I was trained by Amanda Fone and she really put me through my paces. She could see that I needed no chance to breathe but to be given more and more to do, more to learn. I thrived under that pressure and found it very motivating and I learned a lot from the other consultants too. They all have great integrity and learning from people with such big moral compasses is inspiring. Some of the partners had impressive media careers behind them so they were well networked and understood the business intimately.

f1 is an environment of very bright people, some formidable, some highly intelligent, all very sophisticated in their work. After reaching a plateau in the agency world I was now learning and stretching myself constantly, week after week. One of the most important things I learned is that getting a job offer for someone is just the beginning of the process. The skill is in then making sure the person starts and is successful in the role. f1 has very few people ‘drop out’ of a job because it is so rigorous in the process beforehand.

I stayed four years because I was mastering a craft and although you can be good at it from early on it takes time to really become an expert. You hone your skill by constantly pushing and analysing the way you do things and by recognising the need to be very detailed and diligent as well as very fast. It’s a craft. So you get good at it and enjoy it.

The rewards are great – financially it’s very motivating because you really can control what you earn and you can earn a lot of money. But what I loved most was meeting someone very talented and finding them their next career move by opening up opportunities for them on the back of their talent. I was good at seeing new opportunities for particular skill sets – it’s like talent spotting and then having to advocate and sell your person to a client. The level of partnership you have with a client becomes very strong. You are truly a business partner and your understanding should be great enough that the client will see anyone you recommend because you know the fit will be right.

Would I recommend recruitment as a career? Yes I would. But do your homework and choose the right company to join. At the beginning of your recruitment career it is like doing a sort of MBA – you visit lots of different companies, meet the senior management and learn how to talk about financial structures, marketing strategies, etc. It’s rare to get that level of business exposure at a young age in any other walk of life. If you already have business experience it’s a fantastic further training ground. You get to apply your own industry expertise and acquire rigorous commercial and client management skills.

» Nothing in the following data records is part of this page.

//! Error taxonomy of the integrator/contact core.
//!
//! Configuration, convergence and geometry failures are separate variants so
//! the time loop (and its caller) can tell them apart. The only soft failure,
//! a fixed-point active-set search that exceeds its budget, is not an error
//! unless the run is configured to abort on it.

use thiserror::Error;

use crate::backend::BackendError;

pub type Result<T> = std::result::Result<T, SolverError>;

#[derive(Error, Debug)]
pub enum SolverError {
    /// Invalid parameters or an unsupported combination of options.
    #[error("configuration error: {0}")]
    Configuration(String),

    #[error(
        "Newton unconverged in {iterations} iterations \
         (residual {residual_norm:.6e}, increment {increment_norm:.6e})"
    )]
    NewtonUnconverged {
        /// Iterations performed before giving up
        iterations: usize,
        /// Residual norm of the last iterate
        residual_norm: f64,
        /// Norm of the last displacement increment
        increment_norm: f64,
    },

    /// Fixed-point budget exceeded while configured to abort, or a
    /// semi-smooth Newton loop that ended with the set still changing.
    #[error("active set unconverged after {steps} active set steps in time step {step}")]
    ActiveSetUnconverged { step: usize, steps: usize },

    /// Degenerate contact geometry (zero-length normal or segment).
    #[error("geometry error: {0}")]
    Geometry(String),

    #[error("linear solver failed: {0}")]
    LinearSolver(#[from] BackendError),

    #[error("element evaluation failed: {0}")]
    Element(String),

    #[error("restart error: {0}")]
    Restart(String),

    #[error(transparent)]
    Io(#[from] cdyn_io::IoError),
}

impl SolverError {
    pub fn config(msg: impl Into<String>) -> Self {
        SolverError::Configuration(msg.into())
    }
}
//! Backend trait definitions for the linear solver service.
//!
//! The Newton loop hands every linearized system `A x = b` to a
//! [`LinearSolver`]. Element- and contact-level computations stay in
//! nalgebra (small, dense matrices); only the global solve is abstracted.

use nalgebra::{DMatrix, DVector};
use nalgebra_sparse::{CooMatrix, CsrMatrix};

/// Error type for backend operations.
#[derive(Debug, Clone)]
pub struct BackendError(pub String);

impl std::fmt::Display for BackendError {
    fn fmt(&self, f: &mut std::fmt::Formatter<'_>) -> std::fmt::Result {
        write!(f, "{}", self.0)
    }
}

impl std::error::Error for BackendError {}

impl From<String> for BackendError {
    fn from(s: String) -> Self {
        BackendError(s)
    }
}

impl From<&str> for BackendError {
    fn from(s: &str) -> Self {
        BackendError(s.to_string())
    }
}

/// Sparse matrix in COO (coordinate/triplet) format.
///
/// Interchange format between the assembled [`DynamicSystem`](crate::DynamicSystem)
/// and the backends. Duplicate entries are summed.
#[derive(Debug, Clone, Default)]
pub struct SparseTripletsF64 {
    pub nrows: usize,
    pub ncols: usize,
    pub row_indices: Vec<usize>,
    pub col_indices: Vec<usize>,
    pub values: Vec<f64>,
}

impl SparseTripletsF64 {
    /// Collect the nonzero entries of a dense matrix.
    pub fn from_dense(matrix: &DMatrix<f64>) -> Self {
        let mut triplets = Self {
            nrows: matrix.nrows(),
            ncols: matrix.ncols(),
            ..Self::default()
        };
        for j in 0..matrix.ncols() {
            for i in 0..matrix.nrows() {
                let value = matrix[(i, j)];
                if value != 0.0 {
                    triplets.row_indices.push(i);
                    triplets.col_indices.push(j);
                    triplets.values.push(value);
                }
            }
        }
        triplets
    }

    /// Number of non-zero entries.
    pub fn nnz(&self) -> usize {
        self.values.len()
    }

    pub fn to_dense(&self) -> DMatrix<f64> {
        let mut dense = DMatrix::zeros(self.nrows, self.ncols);
        for k in 0..self.nnz() {
            dense[(self.row_indices[k], self.col_indices[k])] += self.values[k];
        }
        dense
    }

    pub fn to_csr(&self) -> Result<CsrMatrix<f64>, BackendError> {
        let coo = CooMatrix::try_from_triplets(
            self.nrows,
            self.ncols,
            self.row_indices.clone(),
            self.col_indices.clone(),
            self.values.clone(),
        )
        .map_err(|e| BackendError(format!("invalid triplets: {e}")))?;
        Ok(CsrMatrix::from(&coo))
    }
}

/// A linear system ready for solving: A * x = b.
///
/// Dirichlet rows/columns are already blanked.
#[derive(Debug, Clone)]
pub struct LinearSystemData {
    pub matrix: SparseTripletsF64,
    pub rhs: DVector<f64>,
    /// Total number of unknowns (displacements and multipliers)
    pub num_unknowns: usize,
    /// Indices of constrained DOFs (for diagnostics)
    pub constrained_dofs: Vec<usize>,
}

/// Per-call solver flags.
#[derive(Debug, Clone, Copy)]
pub struct SolveOptions<'a> {
    pub initial_guess: Option<&'a DVector<f64>>,
    /// Factorize / set up the operator anew.
    pub refactor: bool,
    /// Keep the preconditioner of the previous call.
    pub reuse_preconditioner: bool,
}

impl Default for SolveOptions<'_> {
    fn default() -> Self {
        Self {
            initial_guess: None,
            refactor: true,
            reuse_preconditioner: false,
        }
    }
}

/// Solver convergence and diagnostic info.
#[derive(Debug, Clone)]
pub struct SolveInfo {
    /// Number of iterations (1 for direct solvers)
    pub iterations: usize,
    /// Final residual norm (if available)
    pub residual_norm: Option<f64>,
    /// Human-readable solver name (e.g., "nalgebra-LU", "BiCGStab-Jacobi")
    pub solver_name: String,
}

/// Trait for a linear solver backend.
pub trait LinearSolver: Send {
    fn name(&self) -> &str;

    /// Solve A * x = b.
    fn solve_linear(
        &mut self,
        system: &LinearSystemData,
        options: &SolveOptions<'_>,
    ) -> Result<(DVector<f64>, SolveInfo), BackendError>;

    /// Loosen or tighten the linear tolerance for the next solve, given the
    /// desired nonlinear residual `target`, the current one `worst_case` and
    /// the required `improvement` factor. Direct solvers ignore it.
    fn adapt_tolerance(&mut self, _target: f64, _worst_case: f64, _improvement: f64) {}

    /// Restore the configured tolerance.
    fn reset_tolerance(&mut self) {}
}
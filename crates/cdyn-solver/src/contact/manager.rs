//! Contact constraint manager.
//!
//! Owns the mortar state of one interface, the Lagrange multipliers and the
//! active set. Multipliers are carried as extra unknowns of the augmented
//! system: slave node `j` contributes the unknowns `n + 2j` and `n + 2j + 1`
//! (Cartesian components) and the constraint rows with the same indices.
//!
//! ```text
//! R_u += -(1-αf) Bᵀ z - αf B_oldᵀ z_old         contact residual
//! ∂R_u/∂z = -(1-αf) Bᵀ                          coupling columns
//!
//! inactive:  z_j = 0
//! active:    n·B_j Δd = -g̃_j                    normal row
//!            t·z_j = 0                          frictionless
//!            -t·B_j Δd = -j̃_j                   stick
//!            t·z_j - s bound = 0                slip, s = sign(z_t + c_t j̃)
//! ```
//!
//! The weighted tangential jump `j̃ = -t·B (d - d_start)` measures the slip of
//! the master side relative to the slave node since the start of the step,
//! so that a sliding node's tangential multiplier points along it. The
//! linearization keeps `D`, `M`, normals and tangents fixed within an
//! iteration.

use nalgebra::{DVector, Vector2};
use tracing::{debug, info, warn};

use cdyn_io::{ContactNodeRecord, ContactNodeState, RestartState};

use super::active_set::{self, ActiveSet, ActiveSetHistory, ActiveSetUpdate};
use super::interface::{
    self, ContactInterfaceDefinition, MortarOperators, Projection, SlaveGeometry, UNPROJECTED_GAP,
};
use crate::config::{ContactConfig, ContactStrategy, FrictionLaw};
use crate::dynamic_system::DynamicSystem;
use crate::error::{Result, SolverError};
use crate::mesh::Node;

/// Restart vector of the converged multipliers.
pub const LAGRANGE_MULTIPLIER_OLD: &str = "lagrmultold";
/// Restart vector of the active flags (1.0 = active), one entry per slave node.
pub const ACTIVE_TOGGLE: &str = "activetoggle";
/// Restart vector of the slip flags, one entry per slave node.
pub const SLIP_TOGGLE: &str = "sliptoggle";

const INACTIVE_MULTIPLIER_TOLERANCE: f64 = 1.0e-12;
const NORMAL_COMPONENT_TOLERANCE: f64 = 1.0e-12;

/// Snapshot of the mortar operators.
#[derive(Debug, Clone, Copy, PartialEq, Eq)]
pub enum Slot {
    /// End of the last converged step
    Previous,
    /// Current Newton iterate
    Current,
}

impl Slot {
    const fn index(self) -> usize {
        match self {
            Slot::Previous => 0,
            Slot::Current => 1,
        }
    }
}

/// Nodal quantity to store with [`ContactConstraintManager::store_nodal_quantities`].
#[derive(Debug, Clone, Copy)]
pub enum NodalQuantity<'a> {
    /// Scatter the current multipliers to the nodes.
    LmCurrent,
    /// Accept the current multipliers as converged.
    LmOld,
    /// Scatter updated multipliers with consistency checks.
    LmUpdate,
    /// Weighted tangential jump since the start of the step.
    Jump,
    /// Dirichlet toggles of the structural DOFs.
    Dirichlet(&'a [bool]),
}

/// State of one slave node.
#[derive(Debug, Clone, PartialEq)]
pub struct ContactPair {
    node: usize,
    weight: f64,
    weighted_gap: f64,
    normal: Vector2<f64>,
    tangent: Vector2<f64>,
    multiplier: Vector2<f64>,
    multiplier_old: Vector2<f64>,
    jump: f64,
    active: bool,
    slip: bool,
    dirichlet: [bool; 2],
    projection: Option<Projection>,
}

impl ContactPair {
    fn new(node: usize) -> Self {
        Self {
            node,
            weight: 0.0,
            weighted_gap: UNPROJECTED_GAP,
            normal: Vector2::zeros(),
            tangent: Vector2::zeros(),
            multiplier: Vector2::zeros(),
            multiplier_old: Vector2::zeros(),
            jump: 0.0,
            active: false,
            slip: false,
            dirichlet: [false; 2],
            projection: None,
        }
    }

    fn clear_geometry(&mut self) {
        self.weight = 0.0;
        self.weighted_gap = UNPROJECTED_GAP;
        self.projection = None;
    }

    fn apply_geometry(&mut self, geometry: &SlaveGeometry) {
        self.weight = geometry.weight;
        self.weighted_gap = geometry.weighted_gap;
        self.normal = geometry.normal;
        self.tangent = geometry.tangent;
        self.projection = geometry.projection;
    }

    pub fn node(&self) -> usize {
        self.node
    }

    pub fn weight(&self) -> f64 {
        self.weight
    }

    /// Negative when penetrating.
    pub fn weighted_gap(&self) -> f64 {
        self.weighted_gap
    }

    pub fn normal(&self) -> Vector2<f64> {
        self.normal
    }

    pub fn tangent(&self) -> Vector2<f64> {
        self.tangent
    }

    pub fn multiplier(&self) -> Vector2<f64> {
        self.multiplier
    }

    pub fn normal_multiplier(&self) -> f64 {
        self.normal.dot(&self.multiplier)
    }

    pub fn tangential_multiplier(&self) -> f64 {
        self.tangent.dot(&self.multiplier)
    }

    pub fn jump(&self) -> f64 {
        self.jump
    }

    pub fn is_active(&self) -> bool {
        self.active
    }

    pub fn is_slip(&self) -> bool {
        self.slip
    }

    pub fn projection(&self) -> Option<Projection> {
        self.projection
    }
}

#[derive(Debug)]
pub struct ContactConstraintManager {
    definition: ContactInterfaceDefinition,
    reference: Vec<Vector2<f64>>,
    dofs_per_node: usize,
    num_dofs: usize,
    config: ContactConfig,
    alpha_f: f64,
    pairs: Vec<ContactPair>,
    operators: [MortarOperators; 2],
    displacement: DVector<f64>,
    step_start: DVector<f64>,
    dirichlet: Vec<bool>,
    multipliers: DVector<f64>,
    multipliers_old: DVector<f64>,
    active_set: ActiveSet,
    history: ActiveSetHistory,
    active_set_steps: usize,
    active_set_converged: bool,
    zig_zag: bool,
    contact_force: DVector<f64>,
}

Recruitment is intense and hard work. f1, in particular, is demanding. And you have to keep generating new work even while you are doing well. After four years I’ve moved on to work with in-house talent. I loved my time at f1 for the rigorous mentoring I got and because it was very exciting group of people to work with. It was quite serious and I never lost sight of the bottom line but it was very fulfilling personally and professionally and I don’t expect I’ll ever have a working dynamic quite like it again.